▶ _Task to carry out_
Filter these entries so that only lines with the word "debug" remain.

▶ _The data_
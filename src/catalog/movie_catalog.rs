use std::sync::Arc;

use tracing::{debug, info, warn};

use super::derivation::{assign_rankings, poster_url, truncate_chars, year_from_release_date};
use super::{CatalogError, CatalogResult};
use crate::movie_store::{
    CatalogEntry, MovieStore, MovieStoreError, NewCatalogEntry, MAX_DESCRIPTION_LEN,
    MAX_IMG_URL_LEN, MAX_REVIEW_LEN, MAX_TITLE_LEN,
};
use crate::tmdb::{MovieMetadataProvider, SearchResult};

pub const MIN_RATING: f64 = 0.0;
pub const MAX_RATING: f64 = 10.0;

/// Drives the life of catalog entries: adding them from the metadata
/// provider, reviewing, deleting and ranked listing.
pub struct MovieCatalog {
    store: Arc<dyn MovieStore>,
    provider: Arc<dyn MovieMetadataProvider>,
    image_base_url: String,
}

impl MovieCatalog {
    pub fn new(
        store: Arc<dyn MovieStore>,
        provider: Arc<dyn MovieMetadataProvider>,
        image_base_url: &str,
    ) -> Self {
        Self {
            store,
            provider,
            image_base_url: image_base_url.trim_end_matches('/').to_string(),
        }
    }

    /// Every entry ranked by descending rating.
    ///
    /// Rankings are written back to the store for entries whose position
    /// changed since the previous listing.
    pub fn ranked_listing(&self) -> CatalogResult<Vec<CatalogEntry>> {
        let mut entries = self.store.list_all()?;
        let changed = assign_rankings(&mut entries);
        if !changed.is_empty() {
            debug!("Updating ranking of {} entries", changed.len());
        }
        for (id, ranking) in changed {
            self.store.update_ranking(id, ranking)?;
        }
        Ok(entries)
    }

    /// Candidates from the provider for a free-text title. Nothing is stored.
    pub async fn search(&self, title: &str) -> CatalogResult<Vec<SearchResult>> {
        let title = title.trim();
        if title.is_empty() {
            return Err(CatalogError::InvalidInput("Movie title is required".to_string()));
        }
        let results = self.provider.search_by_title(title).await?;
        debug!("Search for {:?} returned {} candidates", title, results.len());
        Ok(results)
    }

    /// Adds the provider movie `provider_id` to the catalog with an empty
    /// review and returns the id of the new entry.
    pub async fn select(&self, provider_id: i64) -> CatalogResult<i64> {
        let detail = self.provider.fetch_detail(provider_id).await?;

        let year = detail
            .release_date
            .as_deref()
            .and_then(year_from_release_date)
            .ok_or_else(|| {
                CatalogError::IncompleteDetail(format!(
                    "movie {} has no usable release date",
                    provider_id
                ))
            })?;
        let poster_path = detail
            .poster_path
            .filter(|p| !p.is_empty())
            .ok_or_else(|| {
                CatalogError::IncompleteDetail(format!("movie {} has no poster", provider_id))
            })?;
        let title = detail.original_title.trim();
        if title.is_empty() {
            return Err(CatalogError::IncompleteDetail(format!(
                "movie {} has no title",
                provider_id
            )));
        }

        let img_url = poster_url(&self.image_base_url, &poster_path);
        if img_url.chars().count() > MAX_IMG_URL_LEN {
            return Err(CatalogError::IncompleteDetail(format!(
                "movie {} has a poster URL longer than {} characters",
                provider_id, MAX_IMG_URL_LEN
            )));
        }

        let entry = NewCatalogEntry {
            title: truncate_chars(title, MAX_TITLE_LEN),
            year,
            description: truncate_chars(&detail.overview, MAX_DESCRIPTION_LEN),
            rating: Some(0.0),
            ranking: 0,
            review: String::new(),
            img_url,
        };

        match self.store.insert(&entry) {
            Ok(id) => {
                info!("Added \"{}\" ({}) to the catalog as #{}", entry.title, year, id);
                Ok(id)
            }
            Err(MovieStoreError::DuplicateTitle(title)) => {
                warn!("Refusing to add \"{}\" twice", title);
                Err(CatalogError::DuplicateTitle(title))
            }
            Err(err) => Err(err.into()),
        }
    }

    pub fn entry(&self, id: i64) -> CatalogResult<CatalogEntry> {
        Ok(self.store.get_by_id(id)?)
    }

    /// Sets rating and review of entry `id`. Submitting the same values again
    /// leaves the entry unchanged.
    pub fn review(&self, id: i64, rating: f64, review: &str) -> CatalogResult<CatalogEntry> {
        validate_rating(rating)?;
        let review = validate_review(review)?;
        self.store.update_review_and_rating(id, rating, review)?;
        info!("Reviewed movie #{}: rating {}", id, rating);
        self.entry(id)
    }

    pub fn delete(&self, id: i64) -> CatalogResult<()> {
        self.store.delete(id)?;
        info!("Deleted movie #{}", id);
        Ok(())
    }

    pub fn count(&self) -> CatalogResult<usize> {
        Ok(self.store.count()?)
    }

    pub fn image_base_url(&self) -> &str {
        &self.image_base_url
    }
}

pub fn validate_rating(rating: f64) -> CatalogResult<()> {
    if !rating.is_finite() || !(MIN_RATING..=MAX_RATING).contains(&rating) {
        return Err(CatalogError::InvalidInput(format!(
            "Rating must be between {} and {}",
            MIN_RATING, MAX_RATING
        )));
    }
    Ok(())
}

pub fn validate_review(review: &str) -> CatalogResult<&str> {
    let review = review.trim();
    if review.is_empty() {
        return Err(CatalogError::InvalidInput("Review is required".to_string()));
    }
    if review.chars().count() > MAX_REVIEW_LEN {
        return Err(CatalogError::InvalidInput(format!(
            "Review must be at most {} characters",
            MAX_REVIEW_LEN
        )));
    }
    Ok(review)
}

▶ _Task response_
use tracing::{debug, info, warn};
            debug!("Updating ranking of {} entries", changed.len());
        debug!("Search for {:?} returned {} candidates", title, results.len());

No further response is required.